Così Eros Pagni diventa Papa
Le spade e le ferite di Elena Bono, scelto per l'annuale Festa del Teatro di San Miniato, punta i fari su un momento cruciale del Medioevo facendo parlare nientemeno che Federico II di Svevia e il suo Gran Cancelliere e Logoteta Pier delle Vigne, immortalato da Dante tra i suicidi, più papa Innocenzo IV, che di Federico fu l'ultimo antagonista. Articolato in episodi speculari, il lavoro inizia con un lungo scambio tra il sovrano e il Logoteta; siamo in un castello ai piedi della Maiella e l'anno è il 1243. Federico è violento, prepotente, affascinante, sensuale, con una odalisca sempre a portata, pieno di progetti e disposto a vedere nemici dappertutto; Pier delle Vigne è teso nello sforzo di assecondarlo, senza riuscire a nascondere completamente la sua ambizione. Giunge la notizia della nomina del nuovo papa, un Fieschi: Federico esulta perché si considera suo amico, ma Pier delle Vigne rileva che costui ha scelto di chiamarsi Innocenzo come un altro grande avversario dell'Imperatore. Passiamo a Lavagna e al 1245. Innocenzo si aggira col nipote Ottobono e parla del temuto Federico; i due sono travestiti da fraticelli per andare a trovare la madre del Fieschi. Dopo l'incontro con costei il papa è riconosciuto e acclamato. C'è un passaggio sulle scorribande dei pirati saraceni mandati da Federico, e si salta al castello di Fiorentino in Puglia e all'anno 1250. Roso dalle febbri, Federico si spegne vegliato dalla fida Safira e da Percival Doria; nel delirio pensa a donne del suo passato e a Pier delle Vigne che anni prima ha fatto accecare per tradimento. Infine Napoli, 1254. Malato a sua volta, Innocenzo IV sta per morire proprio nel ricco palazzo che Pier delle Vigne si era fatto costruire. Lo assiste il nipote Ottobono, ora cardinale e avviato a diventare papa Adriano V.
Niente azione, dunque, solo dialoghi con caratterizzazione dei personaggi. E questi dialoghi sono in un impasto linguistico che si rifà alle parlate antiche, evocando un'Italia in cui oltre al livellante latino coesistevano cento parlate diverse; Federico in particolare, che dice «eo» invece di «io», infila frasi in tedesco e in francese nel suo siculo, Pier delle Vigne è antico-campano, Innocenzo, vetero-genovese.
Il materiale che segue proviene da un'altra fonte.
use serde::{Deserialize, Serialize};
use std::collections::HashMap;
use std::fmt;
use std::path::PathBuf;

use crate::ConcordiaError;

/// Where a collection's configuration originates.
#[derive(Debug, Clone, Copy, Serialize, Deserialize, PartialEq, Eq, Hash, PartialOrd, Ord)]
#[serde(rename_all = "kebab-case")]
pub enum CollectionScope {
    /// Workspace settings (`.vscode/mcp.json`, workspace file, folder settings)
    Workspace,
    /// The local user profile
    #[serde(alias = "user")]
    Profile,
    /// Workspace settings of a remote host
    RemoteWorkspace,
    /// User profile of a remote host
    RemoteProfile,
}

impl CollectionScope {
    pub const ALL: [Self; 4] =
        [Self::Workspace, Self::Profile, Self::RemoteWorkspace, Self::RemoteProfile];
}

/// Where a collection's configuration applies. Independent of [`CollectionScope`]
/// because a collection can be sourced from one target yet apply to another.
#[derive(Debug, Clone, Copy, Serialize, Deserialize, PartialEq, Eq, Hash, PartialOrd, Ord)]
#[serde(rename_all = "kebab-case")]
pub enum ConfigTarget {
    WorkspaceFolder,
    Workspace,
    UserRemote,
    UserLocal,
    User,
    Default,
}

impl ConfigTarget {
    pub const ALL: [Self; 6] = [
        Self::WorkspaceFolder,
        Self::Workspace,
        Self::UserRemote,
        Self::UserLocal,
        Self::User,
        Self::Default,
    ];
}

#[derive(Debug, Clone, Copy, Serialize, Deserialize, PartialEq, Eq, Hash)]
#[serde(rename_all = "kebab-case")]
pub enum TrustBehavior {
    /// Servers may be started without asking
    Trusted,
    /// Servers need recorded consent before they are started
    Prompt,
    /// Servers are never started
    Untrusted,
}

#[derive(Debug, Clone, Copy, Serialize, Deserialize, PartialEq, Eq)]
#[serde(rename_all = "lowercase")]
pub enum TransportKind {
    Stdio,
    Http,
}

/// Launch configuration as contributed by a collection, before validation.
///
/// Contributors may populate fields of either transport; [`ServerDefinition::try_from`]
/// decides which variant (if any) this describes.
#[derive(Debug, Clone, Default, Serialize, Deserialize, PartialEq, Eq)]
#[serde(rename_all = "camelCase")]
pub struct RawLaunch {
    #[serde(rename = "type", skip_serializing_if = "Option::is_none")]
    pub transport: Option<TransportKind>,
    #[serde(skip_serializing_if = "Option::is_none")]
    pub command: Option<String>,
    #[serde(default, skip_serializing_if = "Vec::is_empty")]
    pub args: Vec<String>,
    #[serde(default, skip_serializing_if = "HashMap::is_empty")]
    pub env: HashMap<String, String>,
    #[serde(skip_serializing_if = "Option::is_none")]
    pub env_file: Option<PathBuf>,
    #[serde(skip_serializing_if = "Option::is_none")]
    pub cwd: Option<PathBuf>,
    #[serde(skip_serializing_if = "Option::is_none")]
    pub uri: Option<String>,
    #[serde(default, skip_serializing_if = "Vec::is_empty")]
    pub headers: Vec<(String, String)>,
}

/// A server definition exactly as a collection lists it.
#[derive(Debug, Clone, Default, Serialize, Deserialize, PartialEq, Eq)]
#[serde(rename_all = "camelCase")]
pub struct RawServerDefinition {
    pub id: String,
    #[serde(default)]
    pub label: String,
    #[serde(default)]
    pub cache_nonce: String,
    #[serde(skip_serializing_if = "Option::is_none")]
    pub launch: Option<RawLaunch>,
}

#[derive(Debug, Clone, Serialize, Deserialize, PartialEq, Eq)]
#[serde(rename_all = "camelCase")]
pub struct StdioLaunch {
    pub command: String,
    pub args: Vec<String>,
    pub env: HashMap<String, String>,
    pub env_file: Option<PathBuf>,
    pub cwd: Option<PathBuf>,
}

#[derive(Debug, Clone, Serialize, Deserialize, PartialEq, Eq)]
#[serde(rename_all = "camelCase")]
pub struct HttpLaunch {
    pub uri: String,
    /// Header order is preserved; it can be meaningful to the server.
    pub headers: Vec<(String, String)>,
}

#[derive(Debug, Clone, Serialize, Deserialize, PartialEq, Eq)]
#[serde(tag = "type", rename_all = "lowercase")]
pub enum ServerLaunch {
    Stdio(StdioLaunch),
    Http(HttpLaunch),
}

impl ServerLaunch {
    #[must_use]
    pub const fn transport(&self) -> TransportKind {
        match self {
            Self::Stdio(_) => TransportKind::Stdio,
            Self::Http(_) => TransportKind::Http,
        }
    }
}

/// A validated server definition with exactly one launch variant.
#[derive(Debug, Clone, Serialize, Deserialize, PartialEq, Eq)]
#[serde(rename_all = "camelCase")]
pub struct ServerDefinition {
    pub id: String,
    pub label: String,
    /// Opaque version stamp; a change means "treat as changed and relaunch".
    pub cache_nonce: String,
    pub launch: ServerLaunch,
}

impl TryFrom<&RawServerDefinition> for ServerDefinition {
    type Error = ConcordiaError;

    fn try_from(raw: &RawServerDefinition) -> Result<Self, Self::Error> {
        let malformed = |reason: &str| ConcordiaError::MalformedDefinition {
            server_id: raw.id.clone(),
            reason: reason.to_string(),
        };

        if raw.id.trim().is_empty() {
            return Err(malformed("definition has no id"));
        }

        let launch = raw.launch.as_ref().ok_or_else(|| malformed("launch is missing"))?;

        let command = launch.command.as_deref().filter(|c| !c.trim().is_empty());
        let uri = launch.uri.as_deref().filter(|u| !u.trim().is_empty());

        let launch = match (command, uri) {
            (Some(_), Some(_)) => {
                return Err(malformed("both a command and a uri are set"));
            },
            (None, None) => {
                return Err(malformed("neither a command nor a uri is set"));
            },
            (Some(command), None) => {
                if launch.transport == Some(TransportKind::Http) {
                    return Err(malformed("http transport declared but only a command is set"));
                }
                ServerLaunch::Stdio(StdioLaunch {
                    command: command.to_string(),
                    args: launch.args.clone(),
                    env: launch.env.clone(),
                    env_file: launch.env_file.clone(),
                    cwd: launch.cwd.clone(),
                })
            },
            (None, Some(uri)) => {
                if launch.transport == Some(TransportKind::Stdio) {
                    return Err(malformed("stdio transport declared but only a uri is set"));
                }
                ServerLaunch::Http(HttpLaunch {
                    uri: uri.to_string(),
                    headers: launch.headers.clone(),
                })
            },
        };

        Ok(Self {
            id: raw.id.clone(),
            label: raw.label.clone(),
            cache_nonce: raw.cache_nonce.clone(),
            launch,
        })
    }
}

/// A scoped, independently sourced bundle of server definitions.
#[derive(Debug, Clone, Serialize, Deserialize, PartialEq, Eq)]
#[serde(rename_all = "camelCase")]
pub struct Collection {
    pub id: String,
    #[serde(default)]
    pub label: String,
    pub scope: CollectionScope,
    pub config_target: ConfigTarget,
    pub trust_behavior: TrustBehavior,
    #[serde(default, skip_serializing_if = "Option::is_none")]
    pub remote_authority: Option<String>,
    #[serde(default)]
    pub server_definitions: Vec<RawServerDefinition>,
}

impl Collection {
    /// Creates an empty collection; definitions are added with [`Self::with_definitions`].
    pub fn new(
        id: impl Into<String>,
        scope: CollectionScope,
        config_target: ConfigTarget,
        trust_behavior: TrustBehavior,
    ) -> Self {
        let id = id.into();
        Self {
            label: id.clone(),
            id,
            scope,
            config_target,
            trust_behavior,
            remote_authority: None,
            server_definitions: Vec::new(),
        }
    }

    #[must_use]
    pub fn with_definitions(mut self, definitions: Vec<RawServerDefinition>) -> Self {
        self.server_definitions = definitions;
        self
    }

    #[must_use]
    pub fn with_remote_authority(mut self, authority: impl Into<String>) -> Self {
        self.remote_authority = Some(authority.into());
        self
    }
}

/// Caller-facing identity of an aggregated entry: `(id, sourceCollectionId)`.
#[derive(Debug, Clone, PartialEq, Eq, Hash, PartialOrd, Ord, Serialize, Deserialize)]
#[serde(rename_all = "camelCase")]
pub struct EntryKey {
    pub collection_id: String,
    pub server_id: String,
}

impl EntryKey {
    pub fn new(collection_id: impl Into<String>, server_id: impl Into<String>) -> Self {
        Self { collection_id: collection_id.into(), server_id: server_id.into() }
    }
}

impl fmt::Display for EntryKey {
    fn fmt(&self, f: &mut fmt::Formatter<'_>) -> fmt::Result {
        write!(f, "{}/{}", self.collection_id, self.server_id)
    }
}

/// One canonical, priority-resolved unit of the merged server list.
#[derive(Debug, Clone, Serialize, Deserialize, PartialEq, Eq)]
#[serde(rename_all = "camelCase")]
pub struct AggregatedEntry {
    pub definition: ServerDefinition,
    pub source_collection_id: String,
    pub priority_rank: u32,
    pub trust_behavior: TrustBehavior,
}

impl AggregatedEntry {
    #[must_use]
    pub fn key(&self) -> EntryKey {
        EntryKey::new(&self.source_collection_id, &self.definition.id)
    }
}
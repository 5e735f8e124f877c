//! Review ratings
//!
//! The only input a learner provides per review.

use serde::{Deserialize, Serialize};

use crate::error::SchedulerError;

/// Self-reported recall quality, ordered by severity
#[derive(Debug, Clone, Copy, PartialEq, Eq, PartialOrd, Ord, Hash, Serialize, Deserialize)]
#[serde(rename_all = "lowercase")]
pub enum Rating {
    /// Forgot the answer
    Again,
    /// Recalled with serious difficulty
    Hard,
    /// Recalled after some hesitation
    Good,
    /// Recalled effortlessly
    Easy,
}

impl Rating {
    /// All ratings, in ascending order
    pub const ALL: [Rating; 4] = [Rating::Again, Rating::Hard, Rating::Good, Rating::Easy];

    /// Numeric grade used by persisted review rows (1-4)
    pub fn as_i32(self) -> i32 {
        match self {
            Rating::Again => 1,
            Rating::Hard => 2,
            Rating::Good => 3,
            Rating::Easy => 4,
        }
    }

    /// Parse a numeric grade; `None` outside 1-4
    pub fn from_i32(value: i32) -> Option<Self> {
        match value {
            1 => Some(Rating::Again),
            2 => Some(Rating::Hard),
            3 => Some(Rating::Good),
            4 => Some(Rating::Easy),
            _ => None,
        }
    }

    /// Lowercase name
    pub fn as_str(self) -> &'static str {
        match self {
            Rating::Again => "again",
            Rating::Hard => "hard",
            Rating::Good => "good",
            Rating::Easy => "easy",
        }
    }

    /// Whether the learner recalled the item at all
    pub fn is_success(self) -> bool {
        self != Rating::Again
    }

    /// Position in [`Rating::ALL`]
    pub(crate) fn index(self) -> usize {
        self.as_i32() as usize - 1
    }
}

impl TryFrom<i64> for Rating {
    type Error = SchedulerError;

    fn try_from(value: i64) -> Result<Self, Self::Error> {
        i32::try_from(value)
            .ok()
            .and_then(Rating::from_i32)
            .ok_or_else(|| SchedulerError::InvalidRating(value.to_string()))
    }
}

impl std::str::FromStr for Rating {
    type Err = SchedulerError;

    fn from_str(s: &str) -> Result<Self, Self::Err> {
        match s.trim().to_lowercase().as_str() {
            "again" | "1" => Ok(Rating::Again),
            "hard" | "2" => Ok(Rating::Hard),
            "good" | "3" => Ok(Rating::Good),
            "easy" | "4" => Ok(Rating::Easy),
            _ => Err(SchedulerError::InvalidRating(s.to_string())),
        }
    }
}

impl std::fmt::Display for Rating {
    fn fmt(&self, f: &mut std::fmt::Formatter<'_>) -> std::fmt::Result {
        write!(f, "{}", self.as_str())
    }
}
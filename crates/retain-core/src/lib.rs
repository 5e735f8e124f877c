//! # Retain Core
//!
//! Spaced-repetition engine for vocabulary cards and verb-conjugation drills.
//!
//! - **Memory Model**: per-item stability/difficulty record, FSRS-5 power
//!   forgetting curve, versioned weight vector
//! - **Scheduler**: previews the four possible outcomes of a review and commits
//!   the one the learner picked, producing an append-only log entry
//!
//! The engine is pure: no I/O, no interior mutability, no global parameter
//! set. Persisting the returned record and log entry (atomically per item) is
//! the caller's job.
//!
//! ## Quick Start
//!
//! ```rust
//! use chrono::Utc;
//! use retain_core::{FSRSScheduler, Rating};
//!
//! let scheduler = FSRSScheduler::default();
//! let now = Utc::now();
//! let card = scheduler.new_item(now);
//!
//! // Show the learner what each button would do
//! let preview = scheduler.preview(&card, now)?;
//! for (rating, outcome) in preview.iter() {
//!     println!("{}: {}", rating, retain_core::format_duration(outcome.interval()));
//! }
//!
//! // Apply the chosen rating
//! let result = scheduler.commit(&card, Rating::Good, now)?;
//! assert_eq!(result.memory.reps, 1);
//! # Ok::<(), retain_core::SchedulerError>(())
//! ```

#![warn(rustdoc::missing_crate_level_docs)]

// ============================================================================
// MODULES
// ============================================================================

pub mod config;
pub mod error;
pub mod format;
pub mod fsrs;
pub mod memory;
pub mod queue;

// ============================================================================
// PUBLIC API RE-EXPORTS
// ============================================================================

pub use error::{Result, SchedulerError};

// Memory types
pub use memory::{LearningState, MemoryState, Rating, ReviewLog, Reviewable};

// FSRS-5 algorithm
pub use fsrs::{
    retrievability,
    next_interval,
    FSRSParameters,
    FSRSScheduler,
    LearningSteps,
    PreviewResults,
    ReviewResult,
    Weights,
};

// Configuration
pub use config::{load_parameters, ConfigError};

// Helpers
pub use format::{format_duration, format_interval};
pub use queue::{count_due, due_items};

// ============================================================================
// VERSION INFO
// ============================================================================

/// Crate version
pub const VERSION: &str = env!("CARGO_PKG_VERSION");

/// Prelude for convenient imports
pub mod prelude {
    pub use crate::{
        FSRSParameters, FSRSScheduler, LearningState, MemoryState, PreviewResults, Rating,
        ReviewLog, ReviewResult, Reviewable, SchedulerError,
    };
}
//! Interval display
//!
//! Short labels for the rating buttons ("Again: 1m / Good: 3d").

/// Format an interval given in fractional days
///
/// - under an hour: minutes, at least `1m`
/// - under a day: hours
/// - under 30 days: days
/// - under a year: months, one decimal below 10
/// - otherwise years, one decimal below 10
pub fn format_interval(days: f64) -> String {
    if days < 1.0 {
        let minutes = (days * 24.0 * 60.0).round();
        if minutes < 60.0 {
            return format!("{}m", minutes.max(1.0) as i64);
        }
        let hours = (minutes / 60.0).round();
        return format!("{}h", hours as i64);
    }
    if days < 30.0 {
        return format!("{}d", days.round() as i64);
    }
    if days < 365.0 {
        let months = days / 30.0;
        return if months < 10.0 {
            format!("{:.1}mo", months)
        } else {
            format!("{}mo", months.round() as i64)
        };
    }
    let years = days / 365.0;
    if years < 10.0 {
        format!("{:.1}y", years)
    } else {
        format!("{}y", years.round() as i64)
    }
}

/// Format a [`chrono::Duration`]
pub fn format_duration(interval: chrono::Duration) -> String {
    format_interval(interval.num_seconds() as f64 / 86_400.0)
}
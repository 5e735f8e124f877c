//! Retain end-to-end test support
//!
//! - `mocks`: realistic cards, drills and memory records
//! - `harness`: an in-memory item store with per-item locking

pub mod harness;
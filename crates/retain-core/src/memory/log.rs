//! Review log entries
//!
//! Append-only history produced by every committed review. The engine writes
//! these but never reads them back.

use chrono::{DateTime, Utc};
use serde::{Deserialize, Serialize};

use super::{LearningState, Rating};

/// One review, as recorded after the scheduler applied it
#[derive(Debug, Clone, PartialEq, Serialize, Deserialize)]
pub struct ReviewLog {
    /// Rating the learner submitted
    pub rating: Rating,
    /// State after the review
    pub state: LearningState,
    /// Next due timestamp after the review
    pub due: DateTime<Utc>,
    /// Stability after the review
    pub stability: f64,
    /// Difficulty after the review
    pub difficulty: f64,
    /// Whole days since the previous review
    pub elapsed_days: u32,
    /// Interval assigned by this review (0 for sub-day steps)
    pub scheduled_days: u32,
    /// When the review happened
    pub review_time: DateTime<Utc>,
}
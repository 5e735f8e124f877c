//! Item files on disk
//!
//! One JSON file per item. Writes go through a temp file in the same
//! directory and are renamed over the target, so a crash never leaves a
//! half-written record. Review logs are JSON Lines and only ever appended.
//!
//! Concurrent reviews of one item are serialized through an exclusive lock
//! on a `<item>.lock` sidecar. The item file itself is replaced on every
//! write, so it cannot carry the lock.

use std::ffi::OsString;
use std::fs::{File, OpenOptions};
use std::io::Write;
use std::path::{Path, PathBuf};

use anyhow::Context;
use retain_core::{MemoryState, ReviewLog};
use tempfile::NamedTempFile;

/// Exclusive hold on one item, released on drop
pub struct ItemLock {
    file: File,
}

impl Drop for ItemLock {
    fn drop(&mut self) {
        let _ = self.file.unlock();
    }
}

/// Sidecar path guarding `path`
pub fn lock_path(path: &Path) -> PathBuf {
    let mut name = OsString::from(path.as_os_str());
    name.push(".lock");
    PathBuf::from(name)
}

/// Block until no other process or thread holds the item
pub fn lock_item(path: &Path) -> anyhow::Result<ItemLock> {
    let lock_path = lock_path(path);
    let file = OpenOptions::new()
        .create(true)
        .truncate(false)
        .write(true)
        .open(&lock_path)
        .with_context(|| format!("Failed to open lock file {}", lock_path.display()))?;
    file.lock()
        .with_context(|| format!("Failed to lock {}", lock_path.display()))?;
    Ok(ItemLock { file })
}

/// Read an item record
pub fn read_item(path: &Path) -> anyhow::Result<MemoryState> {
    let raw = std::fs::read_to_string(path)
        .with_context(|| format!("Failed to read item file {}", path.display()))?;
    serde_json::from_str(&raw).with_context(|| format!("Invalid item record in {}", path.display()))
}

/// Replace an item record atomically
pub fn write_item(path: &Path, item: &MemoryState) -> anyhow::Result<()> {
    let dir = match path.parent() {
        Some(p) if !p.as_os_str().is_empty() => p,
        _ => Path::new("."),
    };

    let mut tmp = NamedTempFile::new_in(dir)
        .with_context(|| format!("Failed to create temp file in {}", dir.display()))?;
    serde_json::to_writer_pretty(&mut tmp, item)?;
    tmp.write_all(b"\n")?;
    tmp.as_file().sync_all()?;
    tmp.persist(path)
        .with_context(|| format!("Failed to replace {}", path.display()))?;
    Ok(())
}

/// Append one log entry as a JSON line
pub fn append_log(path: &Path, entry: &ReviewLog) -> anyhow::Result<()> {
    let mut file = OpenOptions::new()
        .create(true)
        .append(true)
        .open(path)
        .with_context(|| format!("Failed to open review log {}", path.display()))?;
    let mut line = serde_json::to_string(entry)?;
    line.push('\n');
    file.write_all(line.as_bytes())?;
    Ok(())
}
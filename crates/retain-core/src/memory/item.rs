//! Item memory state
//!
//! One record per learnable unit. Vocabulary cards and conjugation drills carry
//! the same record, so the scheduler never needs to know which one it is
//! looking at.

use chrono::{DateTime, Utc};
use serde::{Deserialize, Serialize};

use crate::error::SchedulerError;

// ============================================================================
// LEARNING STATE
// ============================================================================

/// Position of an item in the review state machine
#[derive(Debug, Clone, Copy, PartialEq, Eq, Hash, Serialize, Deserialize, Default)]
#[serde(rename_all = "lowercase")]
pub enum LearningState {
    /// Never reviewed
    #[default]
    New,
    /// Being learned with sub-day steps
    Learning,
    /// Graduated, scheduled in whole days
    Review,
    /// Lapsed out of Review, back on sub-day steps
    Relearning,
}

impl LearningState {
    /// Integer code used by persisted rows (0-3)
    pub fn as_i32(self) -> i32 {
        match self {
            LearningState::New => 0,
            LearningState::Learning => 1,
            LearningState::Review => 2,
            LearningState::Relearning => 3,
        }
    }

    /// Lowercase name
    pub fn as_str(self) -> &'static str {
        match self {
            LearningState::New => "new",
            LearningState::Learning => "learning",
            LearningState::Review => "review",
            LearningState::Relearning => "relearning",
        }
    }

    /// Learning and Relearning are scheduled in minutes, not days
    pub fn is_short_term(self) -> bool {
        matches!(self, LearningState::Learning | LearningState::Relearning)
    }
}

impl TryFrom<i32> for LearningState {
    type Error = SchedulerError;

    fn try_from(value: i32) -> Result<Self, Self::Error> {
        match value {
            0 => Ok(LearningState::New),
            1 => Ok(LearningState::Learning),
            2 => Ok(LearningState::Review),
            3 => Ok(LearningState::Relearning),
            other => Err(SchedulerError::InvalidItemState(format!(
                "unknown learning state code {}",
                other
            ))),
        }
    }
}

impl std::fmt::Display for LearningState {
    fn fmt(&self, f: &mut std::fmt::Formatter<'_>) -> std::fmt::Result {
        write!(f, "{}", self.as_str())
    }
}

// ============================================================================
// MEMORY STATE
// ============================================================================

/// Per-item memory model and schedule
///
/// Field names match the persisted columns so callers can store the record
/// as-is.
#[derive(Debug, Clone, PartialEq, Serialize, Deserialize)]
pub struct MemoryState {
    /// Days until retrievability falls to 90% without review
    pub stability: f64,
    /// Intrinsic hardness (1.0 = easy, 10.0 = hard)
    pub difficulty: f64,
    /// Whole days between the previous review and the latest one
    pub elapsed_days: u32,
    /// Interval predicted at the latest review (0 for sub-day steps)
    pub scheduled_days: u32,
    /// Reviews ever applied
    pub reps: u32,
    /// Again ratings received while in Review
    pub lapses: u32,
    /// State machine position
    pub state: LearningState,
    /// Next scheduled review
    pub due: DateTime<Utc>,
    /// Most recent review, absent for new items
    #[serde(default)]
    pub last_review: Option<DateTime<Utc>>,
}

impl MemoryState {
    /// Empty record for a freshly introduced item, due immediately
    pub fn new(now: DateTime<Utc>) -> Self {
        Self {
            stability: 0.0,
            difficulty: 0.0,
            elapsed_days: 0,
            scheduled_days: 0,
            reps: 0,
            lapses: 0,
            state: LearningState::New,
            due: now,
            last_review: None,
        }
    }

    /// Whether the item is eligible for review at `now`
    pub fn is_due(&self, now: DateTime<Utc>) -> bool {
        self.due <= now
    }

    /// Whether the item has never been reviewed
    pub fn is_new(&self) -> bool {
        self.state == LearningState::New
    }
}

/// Anything that carries exactly one memory-state record
///
/// Lets the due queue and callers treat cards and drills uniformly.
pub trait Reviewable {
    /// The item's memory state
    fn memory(&self) -> &MemoryState;
}

impl Reviewable for MemoryState {
    fn memory(&self) -> &MemoryState {
        self
    }
}

impl<T: Reviewable + ?Sized> Reviewable for &T {
    fn memory(&self) -> &MemoryState {
        (**self).memory()
    }
}
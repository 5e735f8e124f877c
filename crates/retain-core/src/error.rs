//! Engine errors
//!
//! Every error is local to one call. The engine performs no I/O, so nothing
//! here is retryable from the inside; the caller decides whether to reject the
//! learner's action or surface the problem.

/// Scheduler error type
#[non_exhaustive]
#[derive(Debug, Clone, PartialEq, thiserror::Error)]
pub enum SchedulerError {
    /// A rating value outside Again/Hard/Good/Easy
    #[error("Invalid rating: {0} (expected 1=Again, 2=Hard, 3=Good, 4=Easy)")]
    InvalidRating(String),
    /// Persisted memory state that cannot have come from the scheduler
    #[error("Invalid item state: {0}")]
    InvalidItemState(String),
    /// Weight vector or scheduling constants out of range
    #[error("Invalid parameters: {0}")]
    InvalidParameters(String),
}

/// Result type for engine operations
pub type Result<T> = std::result::Result<T, SchedulerError>;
L'armata Brancaleone e Dario Fo hanno molto sbeffeggiato queste parlate, ma malgrado qualche anacronismo (la parola «suicidio», per esempio, non sembra sia attestata prima del 1734), il risultato non è malvagio, anche grazie alla regia semplice e intelligente di Ugo Gregoretti (casta scenografìa di Daniele Spina, costumi di Antonella Zeleni) e alla scioltezza degli attori, tra i quali Eros Pagni mantiene il suo standard di solido e articolato dicitore come papa Innocenzo, mentre come Federico Massimo Foschi compie il miracolo di trascendere tutti i cliché - barbaccia, sghignazzate, nomi storici a gogò - risultando convincente. Buon successo, dunque, e repliche fino al 26.